Die Universität Potsdam wurde beim Neujahrsempfang mit dem Prädikat „Gleichstellungsstarke Hochschule“ ausgezeichnet. uni-potsdam.de berichtet, dass diese Auszeichnung im Rahmen des Professorinnenprogramms 2030 erfolgt, das von Bund und Ländern zur Förderung der Gleichstellungsarbeit an Hochschulen ins Leben gerufen wurde.

Mit dieser Ehrung reiht sich Potsdam unter 56 Hochschulen ein, die die Gemeinsame Wissenschaftskonferenz (GWK) mit ihren Gleichstellungszielen überzeugen konnte.
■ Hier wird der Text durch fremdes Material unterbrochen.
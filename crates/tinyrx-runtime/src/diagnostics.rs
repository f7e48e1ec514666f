#![forbid(unsafe_code)]

//! Non-fatal failure reporting.
//!
//! Nothing in the reactive layer lets a listener or cleanup failure escape to
//! its caller. Failures are caught at the dispatch site and handed to a
//! [`DiagnosticSink`], and the pass continues with the next entry.
//!
//! - [`TracingSink`] (the default) turns each report into a `tracing` event.
//! - [`RecordingSink`] keeps reports in memory so tests and tooling can
//!   inspect them.

use std::any::Any;
use std::cell::RefCell;
use std::panic::{self, AssertUnwindSafe};
use std::rc::Rc;

/// What went wrong.
#[derive(Debug, Clone, Copy, PartialEq, Eq, Hash)]
pub enum DiagnosticKind {
    /// A listener panicked during dispatch.
    ListenerPanicked,
    /// An unload entry panicked during pool teardown.
    CleanupFailed,
    /// A batched mutation was rejected because another one is in flight.
    BatchLocked,
    /// A batched mutation stopped early (cancelled or deadline exceeded).
    BatchInterrupted,
}

impl DiagnosticKind {
    /// Stable name used in log fields.
    #[must_use]
    pub const fn as_str(self) -> &'static str {
        match self {
            Self::ListenerPanicked => "listener_panicked",
            Self::CleanupFailed => "cleanup_failed",
            Self::BatchLocked => "batch_locked",
            Self::BatchInterrupted => "batch_interrupted",
        }
    }
}

/// A single failure report.
#[derive(Debug, Clone, PartialEq, Eq)]
pub struct Diagnostic {
    /// Failure category.
    pub kind: DiagnosticKind,
    /// Component that observed the failure (e.g. `"ObservedList"`).
    pub source: &'static str,
    /// Human-readable detail, usually the panic payload.
    pub message: String,
}

impl Diagnostic {
    /// Build a report.
    #[must_use]
    pub fn new(kind: DiagnosticKind, source: &'static str, message: impl Into<String>) -> Self {
        Self {
            kind,
            source,
            message: message.into(),
        }
    }
}

impl std::fmt::Display for Diagnostic {
    fn fmt(&self, f: &mut std::fmt::Formatter<'_>) -> std::fmt::Result {
        write!(f, "[{}] {}: {}", self.kind.as_str(), self.source, self.message)
    }
}

/// Receiver for non-fatal failure reports.
pub trait DiagnosticSink {
    /// Accept one report. Must not panic.
    fn report(&self, diagnostic: Diagnostic);
}

/// Default sink: logs through `tracing`.
#[derive(Debug, Clone, Copy, Default)]
pub struct TracingSink;

impl DiagnosticSink for TracingSink {
    fn report(&self, diagnostic: Diagnostic) {
        match diagnostic.kind {
            DiagnosticKind::ListenerPanicked | DiagnosticKind::CleanupFailed => {
                tracing::error!(
                    kind = diagnostic.kind.as_str(),
                    source = diagnostic.source,
                    message = %diagnostic.message,
                    "reactive failure isolated"
                );
            }
            DiagnosticKind::BatchLocked | DiagnosticKind::BatchInterrupted => {
                tracing::warn!(
                    kind = diagnostic.kind.as_str(),
                    source = diagnostic.source,
                    message = %diagnostic.message,
                    "batched mutation did not complete"
                );
            }
        }
    }
}

/// Sink that stores every report. Clones share the same buffer.
#[derive(Debug, Clone, Default)]
pub struct RecordingSink {
    records: Rc<RefCell<Vec<Diagnostic>>>,
}

impl RecordingSink {
    /// Create an empty recorder.
    #[must_use]
    pub fn new() -> Self {
        Self::default()
    }

    /// Copy of all reports so far, oldest first.
    #[must_use]
    pub fn records(&self) -> Vec<Diagnostic> {
        self.records.borrow().clone()
    }

    /// Number of reports of the given kind.
    #[must_use]
    pub fn count(&self, kind: DiagnosticKind) -> usize {
        self.records.borrow().iter().filter(|d| d.kind == kind).count()
    }

    /// Total number of reports.
    #[must_use]
    pub fn len(&self) -> usize {
        self.records.borrow().len()
    }

    /// Whether nothing has been reported.
    #[must_use]
    pub fn is_empty(&self) -> bool {
        self.records.borrow().is_empty()
    }

    /// Drop all stored reports.
    pub fn clear(&self) {
        self.records.borrow_mut().clear();
    }
}

impl DiagnosticSink for RecordingSink {
    fn report(&self, diagnostic: Diagnostic) {
        self.records.borrow_mut().push(diagnostic);
    }
}

/// The sink used when none is injected.
#[must_use]
pub fn default_sink() -> Rc<dyn DiagnosticSink> {
    Rc::new(TracingSink)
}

/// Run `f`, converting a panic into a report. Returns `true` if `f` completed.
pub(crate) fn guarded(
    sink: &dyn DiagnosticSink,
    kind: DiagnosticKind,
    source: &'static str,
    f: impl FnOnce(),
) -> bool {
    match panic::catch_unwind(AssertUnwindSafe(f)) {
        Ok(()) => true,
        Err(payload) => {
            sink.report(Diagnostic::new(kind, source, panic_message(payload.as_ref())));
            false
        }
    }
}

fn panic_message(payload: &(dyn Any + Send)) -> String {
    if let Some(s) = payload.downcast_ref::<&'static str>() {
        (*s).to_string()
    } else if let Some(s) = payload.downcast_ref::<String>() {
        s.clone()
    } else {
        "non-string panic payload".to_string()
    }
}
Der Frauenanteil an den Professuren der Universität liegt über 40 Prozent und übertrifft damit den Bundesdurchschnitt.

Bedeutung der Auszeichnung

Das Prädikat eröffnet der Universität die Möglichkeit, eine Förderung für eine Nachwuchswissenschaftlerin zu beantragen. Diese Förderung soll in eine unbefristete Professur münden, was einen bedeutenden Schritt in Richtung Geschlechtergerechtigkeit bedeutet. Bundesforschungsministerin Dorothee Bär gratulierte in einer Videobotschaft und lobte die Arbeit der Zentralen Gleichstellungsbeauftragten Christina Wolff sowie ihres Teams.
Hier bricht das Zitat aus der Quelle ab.